The lines to copy are those in the records below that hold the word "Option".

*** MATERIAL SUPPLIED Section Begins ***

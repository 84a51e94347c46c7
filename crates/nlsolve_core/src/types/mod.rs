//! Shared error and status types.
//!
//! This module provides:
//! - `error`: Structured error types for solver and fitting operations
//!
//! # Re-exports
//!
//! [`SolverError`], [`SolverErrorKind`] and [`FitError`] are re-exported at this level.

pub mod error;

pub use error::{FitError, SolverError, SolverErrorKind};
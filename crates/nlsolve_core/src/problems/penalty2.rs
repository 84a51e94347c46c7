//! Penalty function II (Moré, Garbow & Hillstrom #24) with `p = 4`.
//!
//! ```text
//! f_1       = x_1 − 0.2
//! f_i       = √α (e^{x_i/10} + e^{x_{i−1}/10} − y_i),   2 ≤ i ≤ p,  y_i = e^{i/10} + e^{(i−1)/10}
//! f_i       = √α (e^{x_{i−p+1}/10} − e^{−1/10}),         p < i < 2p
//! f_2p      = Σ_j (p − j + 1) x_j² − 1
//! ```

use nalgebra::{DMatrix, DVector};

use super::{check_len, check_rel, FittingProblem};
use crate::math::linalg::{enorm, gemv_t, syrk_lower};
use crate::math::solvers::{LargeNlsFunction, NormalEquations};
use crate::types::{FitError, SolverError};

const P: usize = 4;
const N: usize = 2 * P;
const ALPHA: f64 = 1.0e-5;

const SUMSQ: f64 = 9.37629300735544219e-06;

/// Residuals and Jacobian for penalty function II, with owned buffers.
#[derive(Debug, Clone)]
pub struct Penalty2 {
    f: DVector<f64>,
    jac: DMatrix<f64>,
}

impl Penalty2 {
    /// Create the function with zeroed buffers.
    pub fn new() -> Self {
        Self {
            f: DVector::zeros(N),
            jac: DMatrix::zeros(N, P),
        }
    }

    fn residuals(&mut self, x: &DVector<f64>) {
        let sqrt_alpha = ALPHA.sqrt();
        let mut sum = P as f64 * x[0] * x[0];

        self.f[0] = x[0] - 0.2;
        for i in 1..P {
            let yi = (0.1 * (i as f64 + 1.0)).exp() + (0.1 * i as f64).exp();
            self.f[i] = sqrt_alpha * ((0.1 * x[i]).exp() + (0.1 * x[i - 1]).exp() - yi);
            sum += (P - i) as f64 * x[i] * x[i];
        }
        for i in P..N - 1 {
            let xi = x[i - P + 1];
            self.f[i] = sqrt_alpha * ((0.1 * xi).exp() - (-0.1f64).exp());
        }
        self.f[N - 1] = sum - 1.0;
    }

    fn jacobian(&mut self, x: &DVector<f64>) {
        let scale = 0.1 * ALPHA.sqrt();
        self.jac.fill(0.0);

        self.jac[(0, 0)] = 1.0;
        for i in 1..P {
            self.jac[(i, i)] = scale * (0.1 * x[i]).exp();
            self.jac[(i, i - 1)] = scale * (0.1 * x[i - 1]).exp();
        }
        for i in P..N - 1 {
            let j = i - P + 1;
            self.jac[(i, j)] = scale * (0.1 * x[j]).exp();
        }
        for j in 0..P {
            self.jac[(N - 1, j)] = 2.0 * (P - j) as f64 * x[j];
        }
    }
}

impl Default for Penalty2 {
    fn default() -> Self {
        Self::new()
    }
}

impl LargeNlsFunction for Penalty2 {
    fn n_params(&self) -> usize {
        P
    }

    fn n_residuals(&self) -> usize {
        N
    }

    fn eval(
        &mut self,
        x: &DVector<f64>,
        normal: Option<NormalEquations<'_>>,
    ) -> Result<f64, SolverError> {
        check_len(P, &[x.len()])?;
        if let Some(ne) = &normal {
            check_len(P, &[ne.jtj.nrows(), ne.jtj.ncols(), ne.jtf.len()])?;
        }
        self.residuals(x);
        if let Some(ne) = normal {
            self.jacobian(x);
            syrk_lower(&self.jac, ne.jtj)?;
            gemv_t(&self.jac, &self.f, ne.jtf)?;
        }
        Ok(enorm(&self.f))
    }
}

fn check(_x: &[f64], sumsq: f64, epsrel: f64) -> Result<(), FitError> {
    check_rel("penalty2", "sumsq", sumsq, SUMSQ, epsrel)
}

/// Penalty function II from `(½, ½, ½, ½)`, relative tolerance `1e-6`, three tries.
pub fn penalty2() -> FittingProblem {
    FittingProblem {
        name: "penalty2",
        x0: vec![0.5; P],
        epsrel: 1.0e-6,
        ntries: 3,
        check,
        function: Box::new(Penalty2::new()),
    }
}
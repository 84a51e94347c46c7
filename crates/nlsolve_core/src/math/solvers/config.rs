//! Solver configuration types.

/// Configuration for the multiroot drivers.
///
/// The driver stops as soon as either the residual test
/// (`Σ|f_i| < epsabs`) or the step test
/// (`|dx_i| < epsabs_dx + epsrel_dx·|x_i|`) passes.
///
/// # Example
///
/// ```
/// use nlsolve_core::math::solvers::MultirootConfig;
///
/// let config = MultirootConfig::default();
/// assert!(config.epsabs < 1e-8);
/// assert!(config.max_iterations >= 100);
///
/// let custom = MultirootConfig {
///     epsabs: 1e-12,
///     ..MultirootConfig::default()
/// };
/// assert_eq!(custom.max_iterations, config.max_iterations);
/// ```
#[derive(Debug, Clone, Copy, PartialEq)]
#[cfg_attr(feature = "serde", derive(serde::Serialize, serde::Deserialize))]
#[cfg_attr(feature = "serde", serde(default))]
pub struct MultirootConfig {
    /// Absolute tolerance on the residual sum `Σ|f_i|`.
    pub epsabs: f64,
    /// Absolute tolerance on each step component.
    pub epsabs_dx: f64,
    /// Relative tolerance on each step component.
    pub epsrel_dx: f64,
    /// Maximum number of iterations before giving up.
    pub max_iterations: usize,
}

impl Default for MultirootConfig {
    /// Default values:
    /// - `epsabs`: 1e-10
    /// - `epsabs_dx`: 0
    /// - `epsrel_dx`: 1e-12
    /// - `max_iterations`: 1000
    fn default() -> Self {
        Self {
            epsabs: 1e-10,
            epsabs_dx: 0.0,
            epsrel_dx: 1e-12,
            max_iterations: 1000,
        }
    }
}

impl MultirootConfig {
    /// Create a configuration with the given residual tolerance and iteration limit.
    ///
    /// # Panics
    ///
    /// Panics if `epsabs <= 0` or `max_iterations == 0`.
    ///
    /// # Example
    ///
    /// ```
    /// use nlsolve_core::math::solvers::MultirootConfig;
    ///
    /// let config = MultirootConfig::new(1e-12, 200);
    /// assert_eq!(config.max_iterations, 200);
    /// ```
    pub fn new(epsabs: f64, max_iterations: usize) -> Self {
        assert!(epsabs > 0.0, "tolerance must be positive");
        assert!(max_iterations > 0, "max_iterations must be > 0");
        Self {
            epsabs,
            max_iterations,
            ..Default::default()
        }
    }

    /// Tight tolerances for cases requiring extreme precision.
    pub fn high_precision() -> Self {
        Self {
            epsabs: 1e-14,
            epsabs_dx: 0.0,
            epsrel_dx: 1e-15,
            max_iterations: 5000,
        }
    }

    /// Relaxed tolerances for cases where speed matters more than precision.
    pub fn fast() -> Self {
        Self {
            epsabs: 1e-6,
            epsabs_dx: 0.0,
            epsrel_dx: 1e-8,
            max_iterations: 100,
        }
    }

    /// Check that all tolerances are non-negative and the budget is positive.
    pub fn validate(&self) -> Result<(), crate::types::SolverError> {
        use crate::types::SolverError;

        if !(self.epsabs >= 0.0) || !(self.epsabs_dx >= 0.0) || !(self.epsrel_dx >= 0.0) {
            return Err(SolverError::invalid_input("tolerances must be non-negative"));
        }
        if self.max_iterations == 0 {
            return Err(SolverError::invalid_input("max_iterations must be > 0"));
        }
        Ok(())
    }
}

/// Damping and restart limits for the Broyden solver.
///
/// # Fields
///
/// * `max_damping_steps` - Trial evaluations per direction before the Jacobian is refreshed
/// * `min_step` - Step fraction at or below which damping gives up
/// * `max_restarts` - Jacobian refreshes allowed within one iteration
#[derive(Debug, Clone, Copy, PartialEq)]
#[cfg_attr(feature = "serde", derive(serde::Serialize, serde::Deserialize))]
#[cfg_attr(feature = "serde", serde(default))]
pub struct BroydenParams {
    /// Trial evaluations per search direction.
    pub max_damping_steps: usize,
    /// Smallest step fraction that may still be reduced.
    pub min_step: f64,
    /// Finite-difference Jacobian refreshes allowed per iteration.
    pub max_restarts: usize,
}

impl Default for BroydenParams {
    fn default() -> Self {
        Self {
            max_damping_steps: 10,
            min_step: 0.1,
            max_restarts: 10,
        }
    }
}

/// Diagonal scaling strategy for the Levenberg–Marquardt trust region.
#[derive(Debug, Clone, Copy, PartialEq, Eq, Default)]
#[cfg_attr(feature = "serde", derive(serde::Serialize, serde::Deserialize))]
#[cfg_attr(feature = "serde", serde(rename_all = "lowercase"))]
pub enum Scaling {
    /// Identity scaling: `D = I`.
    Levenberg,
    /// `D = √diag(JᵗJ)` at the current point.
    Marquardt,
    /// Running maximum of `√diag(JᵗJ)` over all iterations.
    #[default]
    More,
}

impl Scaling {
    /// Lower-case name, as accepted by [`str::parse`].
    pub fn name(&self) -> &'static str {
        match self {
            Scaling::Levenberg => "levenberg",
            Scaling::Marquardt => "marquardt",
            Scaling::More => "more",
        }
    }
}

impl std::str::FromStr for Scaling {
    type Err = crate::types::SolverError;

    fn from_str(s: &str) -> Result<Self, Self::Err> {
        match s.to_ascii_lowercase().as_str() {
            "levenberg" => Ok(Scaling::Levenberg),
            "marquardt" => Ok(Scaling::Marquardt),
            "more" => Ok(Scaling::More),
            other => Err(crate::types::SolverError::invalid_input(format!(
                "unknown scaling '{other}'"
            ))),
        }
    }
}

/// Configuration for the large-scale nonlinear least-squares solver.
///
/// # Example
///
/// ```
/// use nlsolve_core::math::solvers::{LargeNlsConfig, Scaling};
///
/// let config = LargeNlsConfig::default();
/// assert_eq!(config.scaling, Scaling::More);
/// assert_eq!(config.ftol, 0.0);
/// assert!(config.validate().is_ok());
/// ```
#[derive(Debug, Clone, Copy, PartialEq)]
#[cfg_attr(feature = "serde", derive(serde::Serialize, serde::Deserialize))]
#[cfg_attr(feature = "serde", serde(default))]
pub struct LargeNlsConfig {
    /// Step tolerance: `|δ_i| ≤ xtol·(|x_i| + xtol)`.
    pub xtol: f64,
    /// Scaled gradient tolerance.
    pub gtol: f64,
    /// Relative reduction tolerance on `‖f‖`; zero disables the test.
    pub ftol: f64,
    /// Maximum number of iterations.
    pub max_iterations: usize,
    /// Trust-region scaling strategy.
    pub scaling: Scaling,
    /// Initial damping parameter.
    pub initial_mu: f64,
    /// Consecutive rejected steps tolerated within one iteration.
    pub max_rejections: usize,
}

impl Default for LargeNlsConfig {
    /// Default values:
    /// - `xtol`, `gtol`: `ε^0.9` (≈ 8.0e-15). Problems with a nonzero
    ///   minimum can hit rounding first and end as
    ///   [`ConvergenceReason::Stalled`](super::ConvergenceReason::Stalled).
    /// - `ftol`: 0
    /// - `max_iterations`: 1000
    /// - `scaling`: [`Scaling::More`]
    /// - `initial_mu`: 1e-3
    /// - `max_rejections`: 15
    fn default() -> Self {
        let tol = f64::EPSILON.powf(0.9);
        Self {
            xtol: tol,
            gtol: tol,
            ftol: 0.0,
            max_iterations: 1000,
            scaling: Scaling::More,
            initial_mu: 1e-3,
            max_rejections: 15,
        }
    }
}

impl LargeNlsConfig {
    /// Create a configuration with the given step tolerance and iteration limit.
    ///
    /// # Panics
    ///
    /// Panics if `xtol <= 0` or `max_iterations == 0`.
    pub fn new(xtol: f64, max_iterations: usize) -> Self {
        assert!(xtol > 0.0, "tolerance must be positive");
        assert!(max_iterations > 0, "max_iterations must be > 0");
        Self {
            xtol,
            max_iterations,
            ..Default::default()
        }
    }

    /// Relaxed tolerances and a small budget.
    pub fn fast() -> Self {
        Self {
            xtol: 1e-8,
            gtol: 1e-8,
            max_iterations: 200,
            ..Default::default()
        }
    }

    /// Use the given scaling strategy.
    pub fn with_scaling(mut self, scaling: Scaling) -> Self {
        self.scaling = scaling;
        self
    }

    /// Check tolerances, damping and budgets.
    pub fn validate(&self) -> Result<(), crate::types::SolverError> {
        use crate::types::SolverError;

        if !(self.xtol >= 0.0) || !(self.gtol >= 0.0) || !(self.ftol >= 0.0) {
            return Err(SolverError::invalid_input("tolerances must be non-negative"));
        }
        if !(self.initial_mu > 0.0) || !self.initial_mu.is_finite() {
            return Err(SolverError::invalid_input("initial_mu must be positive"));
        }
        if self.max_iterations == 0 {
            return Err(SolverError::invalid_input("max_iterations must be > 0"));
        }
        if self.max_rejections == 0 {
            return Err(SolverError::invalid_input("max_rejections must be > 0"));
        }
        Ok(())
    }
}

/// Configuration for the fitting harness.
#[derive(Debug, Clone, Copy, PartialEq, Default)]
#[cfg_attr(feature = "serde", derive(serde::Serialize, serde::Deserialize))]
#[cfg_attr(feature = "serde", serde(default))]
pub struct HarnessConfig {
    /// Settings passed to every large-scale solver the harness allocates.
    pub solver: LargeNlsConfig,
}
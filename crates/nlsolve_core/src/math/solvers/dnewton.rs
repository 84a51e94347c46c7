//! Discrete Newton: Newton's method on a finite-difference Jacobian.

use nalgebra::{DMatrix, DVector};

use super::fdjac::FdJacobian;
use super::function::MultirootFunction;
use super::multiroot::FSolverState;
use crate::math::linalg::{lu_decomp, lu_solve, try_matrix, Permutation, SQRT_DBL_EPSILON};
use crate::types::SolverError;

/// Full-step Newton iteration with the Jacobian recomputed by forward
/// differences after every step. Costs `n + 1` evaluations per iteration.
#[derive(Debug, Clone)]
pub struct DNewtonState {
    jac: DMatrix<f64>,
    lu: DMatrix<f64>,
    permutation: Permutation,
    fd: FdJacobian,
}

impl DNewtonState {
    /// Finite-difference Jacobian at the current iterate.
    pub fn jacobian(&self) -> &DMatrix<f64> {
        &self.jac
    }
}

impl FSolverState for DNewtonState {
    fn alloc(n: usize) -> Result<Self, SolverError> {
        Ok(Self {
            jac: try_matrix(n, n, "J")?,
            lu: try_matrix(n, n, "lu")?,
            permutation: Permutation::try_new(n)?,
            fd: FdJacobian::try_new(n)?,
        })
    }

    fn set<S>(
        &mut self,
        function: &S,
        x: &DVector<f64>,
        f: &mut DVector<f64>,
        dx: &mut DVector<f64>,
    ) -> Result<(), SolverError>
    where
        S: MultirootFunction + ?Sized,
    {
        function.eval(x, f)?;
        self.fd
            .compute(function, x, f, SQRT_DBL_EPSILON, &mut self.jac)?;
        dx.fill(0.0);
        Ok(())
    }

    fn iterate<S>(
        &mut self,
        function: &S,
        x: &mut DVector<f64>,
        f: &mut DVector<f64>,
        dx: &mut DVector<f64>,
    ) -> Result<(), SolverError>
    where
        S: MultirootFunction + ?Sized,
    {
        self.lu.copy_from(&self.jac);
        lu_decomp(&mut self.lu, &mut self.permutation)?;
        lu_solve(&self.lu, &self.permutation, f, dx)?;

        dx.neg_mut();
        *x += &*dx;

        function.eval(x, f)?;
        self.fd
            .compute(function, x, f, SQRT_DBL_EPSILON, &mut self.jac)
    }
}

#[cfg(test)]
mod tests {
    use super::*;
    use crate::math::solvers::FnSystem;
    use approx::assert_relative_eq;

    #[test]
    fn test_linear_system_in_one_step() {
        let system = FnSystem::new(2, |x: &[f64], f: &mut [f64]| {
            f[0] = 3.0 * x[0] + x[1] - 5.0;
            f[1] = x[0] - 2.0 * x[1] + 3.0;
        });
        let mut state = DNewtonState::alloc(2).unwrap();
        let mut x = DVector::from_column_slice(&[10.0, -4.0]);
        let mut f = DVector::zeros(2);
        let mut dx = DVector::zeros(2);

        state.set(&system, &x, &mut f, &mut dx).unwrap();
        assert_relative_eq!(state.jacobian()[(0, 0)], 3.0, epsilon = 1e-6);
        assert_relative_eq!(state.jacobian()[(1, 1)], -2.0, epsilon = 1e-6);

        state.iterate(&system, &mut x, &mut f, &mut dx).unwrap();
        // Exact root (1, 2); forward differences are exact up to rounding here
        assert_relative_eq!(x[0], 1.0, epsilon = 1e-6);
        assert_relative_eq!(x[1], 2.0, epsilon = 1e-6);
    }

    #[test]
    fn test_singular_fd_jacobian() {
        let system = FnSystem::new(2, |x: &[f64], f: &mut [f64]| {
            f[0] = x[0] - 1.0;
            f[1] = 1.0;
        });
        let mut state = DNewtonState::alloc(2).unwrap();
        let mut x = DVector::from_column_slice(&[0.0, 0.0]);
        let mut f = DVector::zeros(2);
        let mut dx = DVector::zeros(2);
        state.set(&system, &x, &mut f, &mut dx).unwrap();
        assert_eq!(
            state.iterate(&system, &mut x, &mut f, &mut dx),
            Err(SolverError::SingularMatrix)
        );
    }
}
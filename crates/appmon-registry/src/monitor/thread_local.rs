//! Per-thread state overrides, keyed by monitor id.

use std::cell::RefCell;
use std::collections::HashMap;
use std::sync::Arc;

use super::state::MonitorState;

thread_local! {
    static OVERRIDES: RefCell<HashMap<u64, Arc<MonitorState>>> = RefCell::new(HashMap::new());
}

pub(crate) fn get(monitor_id: u64) -> Option<Arc<MonitorState>> {
    OVERRIDES
        .try_with(|o| o.borrow().get(&monitor_id).cloned())
        .ok()
        .flatten()
}

pub(crate) fn set(monitor_id: u64, state: Arc<MonitorState>) -> Option<Arc<MonitorState>> {
    OVERRIDES
        .try_with(|o| o.borrow_mut().insert(monitor_id, state))
        .ok()
        .flatten()
}

pub(crate) fn clear(monitor_id: u64) -> Option<Arc<MonitorState>> {
    OVERRIDES
        .try_with(|o| o.borrow_mut().remove(&monitor_id))
        .ok()
        .flatten()
}
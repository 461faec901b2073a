use tracing_subscriber::{fmt, EnvFilter};

/// Install a fmt subscriber filtered by `RUST_LOG`. A second call (or a
/// subscriber installed by the host application) is left untouched.
pub fn init() {
    let _ = fmt().with_env_filter(EnvFilter::from_default_env()).try_init();
}
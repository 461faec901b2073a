//! appmon core: metric value types, key handlers, reporting contracts and the
//! shared error type.
//!
//! This crate holds everything an exporter needs to consume metrics without
//! depending on the registry itself: the leaf metric types, the `Reportable`
//! sum type and the observer/visitor traits.
//!
//! # Defensive guarantees
//! Panics, `unwrap`, and `expect` are compile-denied here
//! (`#![deny(clippy::panic, clippy::unwrap_used, clippy::expect_used)]`).
//! Metric calls sit on application hot paths; failures surface as
//! `MonitorError`/`Result` instead of taking the host process down.

#![deny(clippy::unwrap_used)]
#![deny(clippy::expect_used)]
#![deny(clippy::panic)]

pub mod error;
pub mod key;
pub mod metric;
pub mod report;

/// Shared result type.
pub use error::{ErrorCode, MonitorError, Result};
pub use key::{EscapingKeyHandler, KeyHandler, RegexKeyHandler, TransparentKeyHandler, ValidatingKeyHandler};
pub use report::{AsReportable, ReportVisitor, Reportable, ReportableObserver};
//! Plain-text registry dump, one line per value.

use std::fmt::Write;

use appmon_core::metric::{Counter, HistorizableList, State, Timer, Version};
use appmon_core::ReportVisitor;

use crate::plugin::CorePlugin;

/// Helper to keep values on one line.
fn escape_value(v: &str) -> String {
    v.replace('\\', "\\\\").replace('\n', "\\n")
}

#[derive(Default)]
pub struct TextReport {
    out: String,
}

impl TextReport {
    pub fn new() -> Self {
        Self::default()
    }

    /// Render a full dump of `core`.
    pub fn render(core: &CorePlugin) -> String {
        let mut report = Self::new();
        core.report_into(&mut report);
        report.finish()
    }

    pub fn finish(self) -> String {
        self.out
    }
}

impl ReportVisitor for TextReport {
    fn report_counter(&mut self, counter: &Counter) {
        let _ = writeln!(self.out, "counter {} {}", counter.name(), counter.count());
    }

    fn report_timer(&mut self, timer: &Timer) {
        let _ = writeln!(
            self.out,
            "timer {} count={} sum={} avg={:.3} stddev={:.3}",
            timer.name(),
            timer.count(),
            timer.sum(),
            timer.average(),
            timer.std_dev()
        );
    }

    fn report_state_value(&mut self, state: &State) {
        let _ = writeln!(self.out, "state {} {}", state.name, state.value);
    }

    fn report_multi_value(&mut self, name: &str, values: &[State]) {
        for leaf in values {
            let _ = writeln!(self.out, "multi {}.{} {}", name, leaf.name, leaf.value);
        }
    }

    fn report_historizable_list(&mut self, list: &HistorizableList) {
        for entry in list.snapshot() {
            let _ = writeln!(
                self.out,
                "historizable {} {} {}",
                list.name(),
                entry.timestamp.to_rfc3339(),
                escape_value(&entry.value)
            );
        }
    }

    fn report_version(&mut self, version: &Version) {
        let _ = writeln!(self.out, "version {} {}", version.name(), escape_value(version.value()));
    }
}
//! appmon registry: the concurrent metric registry and reporting engine.
//!
//! This crate wires the per-category registries, the built-in `CorePlugin`
//! with its sync protocol, and the `InApplicationMonitor` access point into
//! one stack. Exporters plug in through `MonitorPlugin`, `ReportableObserver`
//! and `ReportVisitor`.

#![deny(clippy::unwrap_used)]
#![deny(clippy::expect_used)]
#![deny(clippy::panic)]

pub mod config;
pub mod monitor;
pub mod obs;
pub mod plugin;
pub mod registry;
pub mod testing;

pub use monitor::{InApplicationMonitor, Mode, TimerGuard};
pub use plugin::{CorePlugin, CoreSettings, Exposition, MonitorPlugin};
pub use registry::{Monitors, ObserverList};
//! Thread-local monitor overrides.

#![allow(clippy::unwrap_used)]
#![allow(clippy::expect_used)]
#![allow(clippy::panic)]

use std::sync::{Arc, Barrier};
use std::thread;

use appmon_core::metric::StateValue;
use appmon_core::{EscapingKeyHandler, TransparentKeyHandler};
use appmon_registry::testing::{PluginCall, RecordingPlugin};
use appmon_registry::{CorePlugin, CoreSettings, InApplicationMonitor, Mode};

fn settings() -> CoreSettings {
    CoreSettings {
        builtin_state_values: false,
        ..CoreSettings::default()
    }
}

fn monitor() -> InApplicationMonitor {
    InApplicationMonitor::with_settings(settings())
}

#[test]
fn override_survives_a_concurrent_reinit() {
    let m = monitor();
    let barrier = Barrier::new(2);

    thread::scope(|s| {
        s.spawn(|| {
            m.set_thread_local_state();
            m.register_state_value(StateValue::from_fn("v", || Ok(110)))
                .unwrap();
            barrier.wait();
            barrier.wait();

            assert_eq!(m.mode(), Mode::ThreadLocal);
            let v = m.core_plugin().state_value("v").expect("private state value");
            assert_eq!(v.value().unwrap(), 110);
            m.reset_thread_local_state();
        });

        s.spawn(|| {
            barrier.wait();
            assert!(m.core_plugin().state_value("v").is_none());
            m.reset();
            m.init_instance(
                Arc::new(CorePlugin::with_settings(settings())),
                Arc::new(TransparentKeyHandler),
            );
            barrier.wait();
        });
    });

    assert_eq!(m.mode(), Mode::Explicit);
    assert!(m.core_plugin().state_value("v").is_none());
}

#[test]
fn other_threads_keep_the_shared_state() {
    let m = Arc::new(monitor());
    m.set_thread_local_state();
    m.increment_counter("local").unwrap();

    let shared = Arc::clone(&m);
    let (mode, seen) = thread::spawn(move || {
        shared.increment_counter("shared").unwrap();
        (shared.mode(), shared.core_plugin().counter("local").is_some())
    })
    .join()
    .unwrap();

    assert_eq!(mode, Mode::Default);
    assert!(!seen);
    assert!(m.core_plugin().counter("shared").is_none());

    m.reset_thread_local_state();
    assert!(m.core_plugin().counter("shared").is_some());
    assert!(m.core_plugin().counter("local").is_none());
}

#[test]
fn spawn_passes_the_override_to_the_child() {
    let m = Arc::new(monitor());
    m.set_thread_local_state();
    m.increment_counter("x").unwrap();

    let child = Arc::clone(&m);
    let mode = m
        .spawn(move || {
            child.increment_counter("x").unwrap();
            child.mode()
        })
        .join()
        .unwrap();

    assert_eq!(mode, Mode::ThreadLocal);
    assert_eq!(m.core_plugin().counter("x").unwrap().count(), 2);
    m.reset_thread_local_state();
}

#[test]
fn spawn_without_override_starts_on_shared_state() {
    let m = Arc::new(monitor());
    let child = Arc::clone(&m);
    let had_override = m.spawn(move || child.has_thread_local_state()).join().unwrap();
    assert!(!had_override);
}

#[test]
fn reset_drops_and_destroys_the_private_core() {
    let m = monitor();
    let shared = m.core_plugin();

    m.set_thread_local_state();
    assert!(m.has_thread_local_state());
    let private = m.core_plugin();
    assert!(!Arc::ptr_eq(&private, &shared));

    m.reset_thread_local_state();
    assert!(!m.has_thread_local_state());
    assert!(private.is_destroyed());
    assert!(!shared.is_destroyed());
    assert!(Arc::ptr_eq(&m.core_plugin(), &shared));

    // no override left: a second reset is a no-op
    m.reset_thread_local_state();
    assert!(!shared.is_destroyed());
}

#[test]
fn setting_again_replaces_the_private_core() {
    let m = monitor();
    m.set_thread_local_state();
    let first = m.core_plugin();
    m.set_thread_local_state();

    assert!(first.is_destroyed());
    assert!(!Arc::ptr_eq(&first, &m.core_plugin()));
    m.reset_thread_local_state();
}

#[test]
fn override_keeps_the_key_handler() {
    let m = monitor();
    m.init_instance(m.core_plugin(), Arc::new(EscapingKeyHandler));

    m.set_thread_local_state();
    m.increment_counter("a:b").unwrap();
    assert_eq!(m.core_plugin().counter("a_b").unwrap().count(), 1);
    m.reset_thread_local_state();

    assert!(m.core_plugin().counter("a_b").is_none());
}

#[test]
fn overrides_are_per_monitor() {
    let a = monitor();
    let b = monitor();
    a.set_thread_local_state();

    assert_eq!(a.mode(), Mode::ThreadLocal);
    assert_eq!(b.mode(), Mode::Default);
    a.reset_thread_local_state();
}

#[test]
fn plugins_registered_under_an_override_stay_private() {
    let m = monitor();
    let spy = Arc::new(RecordingPlugin::new("spy"));

    m.set_thread_local_state();
    assert!(m.register_plugin(spy.clone()));
    assert_eq!(m.plugins().len(), 2);
    m.increment_counter("c").unwrap();

    thread::scope(|s| {
        s.spawn(|| {
            assert_eq!(m.plugins().len(), 1);
            m.increment_counter("from_other").unwrap();
        });
    });

    assert_eq!(spy.calls(), vec![PluginCall::IncrementCounter("c".into(), 1)]);
    assert_eq!(spy.registered_count(), 1);

    m.remove_all_plugins();
    assert_eq!(spy.removed_count(), 1);
    assert_eq!(m.plugins().len(), 1);
    m.reset_thread_local_state();
}

#[test]
fn removing_plugins_under_an_override_leaves_shared_ones() {
    let m = monitor();
    let shared = Arc::new(RecordingPlugin::new("shared"));
    m.register_plugin(shared.clone());

    m.set_thread_local_state();
    m.remove_all_plugins();
    m.reset_thread_local_state();

    assert_eq!(shared.removed_count(), 0);
    assert_eq!(m.plugins().len(), 2);
    m.increment_counter("c").unwrap();
    assert_eq!(shared.calls(), vec![PluginCall::IncrementCounter("c".into(), 1)]);
}

#[test]
fn clearing_an_override_notifies_its_private_plugins() {
    let m = monitor();
    let spy = Arc::new(RecordingPlugin::new("spy"));

    m.set_thread_local_state();
    m.register_plugin(spy.clone());
    m.reset_thread_local_state();

    assert_eq!(spy.removed_count(), 1);
    assert_eq!(m.plugins().len(), 1);
}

*** MATERIAL SUPPLIED Section Ends ***

RESPONSE BOX:
        normal: Option<NormalEquations<'_>>,
pub(crate) fn get(monitor_id: u64) -> Option<Arc<MonitorState>> {
pub(crate) fn set(monitor_id: u64, state: Arc<MonitorState>) -> Option<Arc<MonitorState>> {
pub(crate) fn clear(monitor_id: u64) -> Option<Arc<MonitorState>> {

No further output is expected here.